IT'S a long way from Dorset to Hollywood, but that's how far Liam Scanlan used to commute to work.
Liam, 50, the new director of the Arts Institute's School of Media, came to the Wallisdown campus after five years at Industrial Light and Magic, movie maker George Lucas's ground-breaking special-effects company.
With a background in computer animation, landing a job at the company responsible for many of the major advances in digital film-making techniques in the past two decades was like a dream come true for Liam.
"It was a wonderful experience in every way," he says. "I was offered the job out there, but it came at a bad time domestically in that my wife had only just started a teaching job, so I had to commute!"
As Technical Area Leader, then Manager of Research and Development Directors at ILM, Liam worked on some 48 major movies including blockbusters like Star Wars: The Phantom Menace, The Mummy, Harry Potter and the Philosopher's Stone, Perfect Storm, The Green Mile, Pearl Harbor, Jurassic Park III and Saving Private Ryan.
The job put him at the keenest cutting edge of computer animation and he was also involved in one of this year's most eagerly awaited film releases - Stars Wars Episode II: Attack of the Clones - but don't bother asking him anything about it as he's sworn to absolute secrecy.
"There are all kinds of non-disclosure agreements, and understandably so. It's a very competitive business and film makers don't often want plots released ahead of the film, not least because it spoils it for the audience.
"The process is so sophisticated these days that film makers only need be limited by their imagination. Obviously cost and expertise will always come into play, but if the money is at your disposal then you can do almost anything on the screen."
It is getting more and more difficult to impress increasingly sophisticated audiences with new special effects. We've seen dinosaurs brought back to life, humans melt into metallic liquid and whole planets explode before our very eyes.
Aliens come and go as a matter of routine and all manner of strange things have been done to the human body.
Special-effects innovation has regularly been used as a selling point for films, but there have been times when films have felt like effects shows rather than
great stories as the process got in the way of the art.
"It is possibly true that it has done in the past, but the technology is becoming more and more transparent - even the experts sometimes struggle to see the digital content.
"With more and more films being shot digitally as well, there are whole movies where nothing you see actually exists outside a computer.
"It also means the storytelling can be realised safely in that the demands you have to place on stuntmen are considerably less than they would have been. Nearly all the severe storm scenes in Perfect Storm were digital."

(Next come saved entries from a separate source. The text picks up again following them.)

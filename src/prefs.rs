//! Endpoint preferences
//!
//! Two string preferences select which API and RPC endpoints the explorer
//! talks to. They live in a key/value store (browser `localStorage`, a JSON
//! file on native), are read once at start and written only when the user
//! picks or resets an endpoint.

use anyhow::{anyhow, Result};
use std::collections::HashMap;

use crate::config::validate_url;
use crate::constants::prefs::{
    API_ENDPOINT_KEY, DEFAULT_API_ENDPOINT, DEFAULT_RPC_ENDPOINT, RPC_ENDPOINT_KEY,
};
use crate::debug::{self, cat};

/// String key/value persistence
pub trait PrefStore {
    fn get(&self, key: &str) -> Option<String>;
    fn set(&mut self, key: &str, value: &str) -> Result<()>;
    fn remove(&mut self, key: &str) -> Result<()>;
}

/// Non-persistent store (tests, and browsers with storage disabled)
#[derive(Clone, Debug, Default)]
pub struct MemoryStore {
    items: HashMap<String, String>,
}

impl MemoryStore {
    pub fn new() -> Self {
        Self::default()
    }
}

impl PrefStore for MemoryStore {
    fn get(&self, key: &str) -> Option<String> {
        self.items.get(key).cloned()
    }

    fn set(&mut self, key: &str, value: &str) -> Result<()> {
        self.items.insert(key.to_string(), value.to_string());
        Ok(())
    }

    fn remove(&mut self, key: &str) -> Result<()> {
        self.items.remove(key);
        Ok(())
    }
}

#[derive(Clone, Copy, Debug, PartialEq, Eq)]
pub enum Endpoint {
    Api,
    Rpc,
}

impl Endpoint {
    pub fn key(self) -> &'static str {
        match self {
            Endpoint::Api => API_ENDPOINT_KEY,
            Endpoint::Rpc => RPC_ENDPOINT_KEY,
        }
    }
}

impl std::str::FromStr for Endpoint {
    type Err = anyhow::Error;
    fn from_str(s: &str) -> Result<Self> {
        match s.to_lowercase().as_str() {
            "api" => Ok(Endpoint::Api),
            "rpc" | "node" => Ok(Endpoint::Rpc),
            _ => Err(anyhow!("Invalid endpoint '{s}'. Valid options: api, rpc")),
        }
    }
}

impl std::fmt::Display for Endpoint {
    fn fmt(&self, f: &mut std::fmt::Formatter<'_>) -> std::fmt::Result {
        match self {
            Endpoint::Api => write!(f, "api"),
            Endpoint::Rpc => write!(f, "rpc"),
        }
    }
}

/// Endpoint URLs in effect
#[derive(Clone, Debug, PartialEq, Eq)]
pub struct Endpoints {
    pub api: String,
    pub rpc: String,
}

impl Default for Endpoints {
    fn default() -> Self {
        Endpoints {
            api: DEFAULT_API_ENDPOINT.to_string(),
            rpc: DEFAULT_RPC_ENDPOINT.to_string(),
        }
    }
}

impl Endpoints {
    pub fn get(&self, which: Endpoint) -> &str {
        match which {
            Endpoint::Api => &self.api,
            Endpoint::Rpc => &self.rpc,
        }
    }

    fn slot(&mut self, which: Endpoint) -> &mut String {
        match which {
            Endpoint::Api => &mut self.api,
            Endpoint::Rpc => &mut self.rpc,
        }
    }
}

/// Stored endpoint selections layered over configured fallbacks
#[derive(Clone, Debug)]
pub struct EndpointPrefs {
    current: Endpoints,
    fallback: Endpoints,
}

impl EndpointPrefs {
    /// Read both preferences once. Stored values that are not valid URLs
    /// are ignored in favor of `fallback`.
    pub fn load(store: &impl PrefStore, fallback: Endpoints) -> Self {
        let mut current = fallback.clone();
        for which in [Endpoint::Api, Endpoint::Rpc] {
            if let Some(stored) = store.get(which.key()) {
                match validate_url(&stored, which.key()) {
                    Ok(()) => *current.slot(which) = stored,
                    Err(e) => log::warn!("ignoring stored {which} endpoint: {e}"),
                }
            }
        }
        debug::log(
            cat::PREFS,
            format!("endpoints api={} rpc={}", current.api, current.rpc),
        );
        Self { current, fallback }
    }

    pub fn endpoints(&self) -> &Endpoints {
        &self.current
    }

    pub fn get(&self, which: Endpoint) -> &str {
        self.current.get(which)
    }

    /// Select and persist an endpoint
    pub fn set(&mut self, store: &mut impl PrefStore, which: Endpoint, url: &str) -> Result<()> {
        let url = url.trim();
        validate_url(url, which.key())?;
        store.set(which.key(), url)?;
        *self.current.slot(which) = url.to_string();
        debug::log(cat::PREFS, format!("{which} endpoint set to {url}"));
        Ok(())
    }

    /// Forget the stored selection and return to the fallback
    pub fn reset(&mut self, store: &mut impl PrefStore, which: Endpoint) -> Result<()> {
        store.remove(which.key())?;
        *self.current.slot(which) = self.fallback.get(which).to_string();
        debug::log(cat::PREFS, format!("{which} endpoint reset"));
        Ok(())
    }

    /// True when the endpoint differs from the fallback
    pub fn is_custom(&self, which: Endpoint) -> bool {
        self.current.get(which) != self.fallback.get(which)
    }
}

Even away from the intensity of Hollywood, in the relatively relaxed confines of Skywalker Ranch, ILM's northern-California base, the movie business is notoriously hard. It's big business. Hard-nosed. Cut-throat, ruthless, rich and glamorous.
We know it is, because it tells us it is. When you're involved in it at a high level it must be difficult at times to keep some perspective on it. It's only entertainment after all.

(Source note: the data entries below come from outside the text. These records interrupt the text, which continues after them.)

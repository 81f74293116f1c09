//! Filterable debug logging for the codec and synchronizer
//!
//! Categories: CODEC, SYNC, ROUTER, PREFS
//! Enable via: ?explorer_debug=all, localStorage.setItem('explorer.debug','sync,codec'),
//! or `--debug sync,codec` on the CLI.
//!
//! Enabled categories are emitted through the `log` facade at info level.

use std::sync::atomic::{AtomicU32, Ordering};

pub mod cat {
    pub const CODEC: u32 = 1 << 0;
    pub const SYNC: u32 = 1 << 1;
    pub const ROUTER: u32 = 1 << 2;
    pub const PREFS: u32 = 1 << 3;
    pub const ALL: u32 = 0xffff_ffff;
}

static MASK: AtomicU32 = AtomicU32::new(0);

#[inline]
pub fn mask() -> u32 {
    MASK.load(Ordering::Relaxed)
}

#[inline]
pub fn set(mask: u32) {
    MASK.store(mask, Ordering::Relaxed)
}

#[inline]
pub fn enable(bits: u32) {
    MASK.fetch_or(bits, Ordering::Relaxed);
}

#[inline]
pub fn disable(bits: u32) {
    MASK.fetch_and(!bits, Ordering::Relaxed);
}

#[inline]
pub fn is(cat: u32) -> bool {
    (MASK.load(Ordering::Relaxed) & cat) != 0
}

#[inline]
pub fn cat_name(cat: u32) -> &'static str {
    match cat {
        c if c == cat::CODEC => "codec",
        c if c == cat::SYNC => "sync",
        c if c == cat::ROUTER => "router",
        c if c == cat::PREFS => "prefs",
        _ => "misc",
    }
}

/// Parse a comma-separated category list into a mask.
/// Unknown names are ignored; `none` resets what came before it.
pub fn parse_list(list: &str) -> u32 {
    let mut m: u32 = 0;
    for tok in list.split(',').map(|s| s.trim().to_ascii_lowercase()) {
        match tok.as_str() {
            "" => {}
            "none" => m = 0,
            "all" => m = cat::ALL,
            "codec" => m |= cat::CODEC,
            "sync" => m |= cat::SYNC,
            "router" => m |= cat::ROUTER,
            "prefs" => m |= cat::PREFS,
            _ => {}
        }
    }
    m
}

#[inline]
pub fn set_from_list(list: &str) {
    set(parse_list(list));
}

/// Enable categories named by the debug query parameter, if present
pub fn init_from_query(qs: &str) {
    let params = crate::query::parse(qs);
    if let Some(list) = params.get(crate::constants::DEBUG_QUERY_PARAM) {
        enable(parse_list(list));
    }
}

#[cfg(all(target_arch = "wasm32", feature = "dom-web"))]
pub fn init_from_url_and_storage_once() {
    use std::sync::Once;
    static INIT: Once = Once::new();
    INIT.call_once(|| {
        if let Some(win) = web_sys::window() {
            if let Ok(search) = win.location().search() {
                init_from_query(&search);
            }
            if let Ok(Some(storage)) = win.local_storage() {
                if let Ok(Some(v)) = storage.get_item(crate::constants::prefs::DEBUG_KEY) {
                    enable(parse_list(&v));
                }
            }
        }
        log(cat::SYNC, "debug init (wasm) complete");
    });
}

#[cfg(not(all(target_arch = "wasm32", feature = "dom-web")))]
pub fn init_from_url_and_storage_once() {
    // Native builds configure categories from the CLI/env instead.
}

#[inline]
pub fn log(cat: u32, msg: impl AsRef<str>) {
    if !is(cat) {
        return;
    }
    log::info!("[explorer][{}] {}", cat_name(cat), msg.as_ref());
}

"Sometimes it's difficult to keep a sense of the costs involved, but then there are far more negative ways those sums of money could be spent. Movie making is a positive - it doesn't do any harm.

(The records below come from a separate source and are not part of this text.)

//! Native platform implementation (JSON file preference store)

use anyhow::{Context, Result};
use std::collections::BTreeMap;
use std::path::{Path, PathBuf};

use crate::prefs::PrefStore;

/// Preferences persisted as a flat JSON object.
///
/// The file is read once on open and rewritten on every change. A missing
/// file is an empty store.
pub struct FileStore {
    path: PathBuf,
    items: BTreeMap<String, String>,
}

impl FileStore {
    pub fn open(path: impl AsRef<Path>) -> Result<Self> {
        let path = path.as_ref().to_path_buf();
        let items = if path.exists() {
            let content = std::fs::read_to_string(&path)
                .with_context(|| format!("Failed to read preferences from {}", path.display()))?;
            if content.trim().is_empty() {
                BTreeMap::new()
            } else {
                serde_json::from_str(&content).with_context(|| {
                    format!("Preferences file {} is not a JSON object of strings", path.display())
                })?
            }
        } else {
            BTreeMap::new()
        };
        log::debug!("Loaded {} preference(s) from {}", items.len(), path.display());
        Ok(Self { path, items })
    }

    pub fn path(&self) -> &Path {
        &self.path
    }

    fn flush(&self) -> Result<()> {
        if let Some(parent) = self.path.parent() {
            if !parent.as_os_str().is_empty() {
                std::fs::create_dir_all(parent)
                    .with_context(|| format!("Failed to create {}", parent.display()))?;
            }
        }
        let json = serde_json::to_string_pretty(&self.items)?;
        std::fs::write(&self.path, json)
            .with_context(|| format!("Failed to write preferences to {}", self.path.display()))
    }
}

impl PrefStore for FileStore {
    fn get(&self, key: &str) -> Option<String> {
        self.items.get(key).cloned()
    }

    fn set(&mut self, key: &str, value: &str) -> Result<()> {
        self.items.insert(key.to_string(), value.to_string());
        self.flush()
    }

    fn remove(&mut self, key: &str) -> Result<()> {
        if self.items.remove(key).is_some() {
            self.flush()?;
        }
        Ok(())
    }
}

#[cfg(test)]
mod tests {
    use super::*;

    fn scratch(name: &str) -> PathBuf {
        std::env::temp_dir()
            .join(format!("explorer-params-{}-{name}", std::process::id()))
            .join("prefs.json")
    }

    #[test]
    fn missing_file_is_empty() {
        let store = FileStore::open(scratch("missing")).unwrap();
        assert_eq!(store.get("anything"), None);
    }

    #[test]
    fn values_survive_reopen() {
        let path = scratch("reopen");
        {
            let mut store = FileStore::open(&path).unwrap();
            store.set("a", "1").unwrap();
            store.set("b", "2").unwrap();
            store.remove("b").unwrap();
        }
        let store = FileStore::open(&path).unwrap();
        assert_eq!(store.get("a").as_deref(), Some("1"));
        assert_eq!(store.get("b"), None);
        let _ = std::fs::remove_dir_all(path.parent().unwrap());
    }

    #[test]
    fn corrupt_file_is_an_error() {
        let path = scratch("corrupt");
        std::fs::create_dir_all(path.parent().unwrap()).unwrap();
        std::fs::write(&path, "[1, 2]").unwrap();
        assert!(FileStore::open(&path).is_err());
        let _ = std::fs::remove_dir_all(path.parent().unwrap());
    }
}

"Even though I used to visit the sets and see the rushes that had been shot that day, even though I worked on films before and after they were actually shot, when I sat down and saw the finished article I was still every bit as enamoured by the movies and in awe of the work involved as I had ever been.
"One of the great things about the film business is that it can only operate when large numbers of people work together towards a common goal. In my experience there really aren't the prima donnas you might expect and you have to get along with people.
"I met George Lucas at business meetings and functions and he is a quiet man, a very generous man - several times I was quite moved at how generous he was to people - and a businessman.
"Yes, I saw celebrities but they are simply doing a job like the rest of us. It's workaday stuff, believe me."
Liam brings a wealth of expertise to his new job. He studied at Chelsea School of Art and the Slade School at University College London. He worked on the very first computer-animated commercial broadcast in the UK - for the Michelin MX tyre in 1981-82 - and before going to California he taught at Bournemouth University on the BA degree in Computer Visualisation and Animation.
"I saw what the spirit of co-operation can achieve in film-making, but I love the fact I can go down to the studios here and smell oil paint again."
It brings us to a discussion of the role of computer technology in art. Is digital art an art form in itself? Is computer art any less valid than oil painting, for instance? The click of a mouse is no less of an artistic movement than the scratch of pencil on paper or brush on canvas?
"I might not agree with that actually. When you get into computer art you are involved in designing programs - in the early days you had to build a computer as well.
"I was interested in being photo-realistic, but anything you could create on a computer was only a virtual reality. However, it's an exciting time as the edges are being blurred all the time.
"The students are incredibly computer literate, they're like sponges and have no fear of the technology. In that way it is just another tool for them.
"This is the age in which computer technology will really come into its own in all sorts of fields."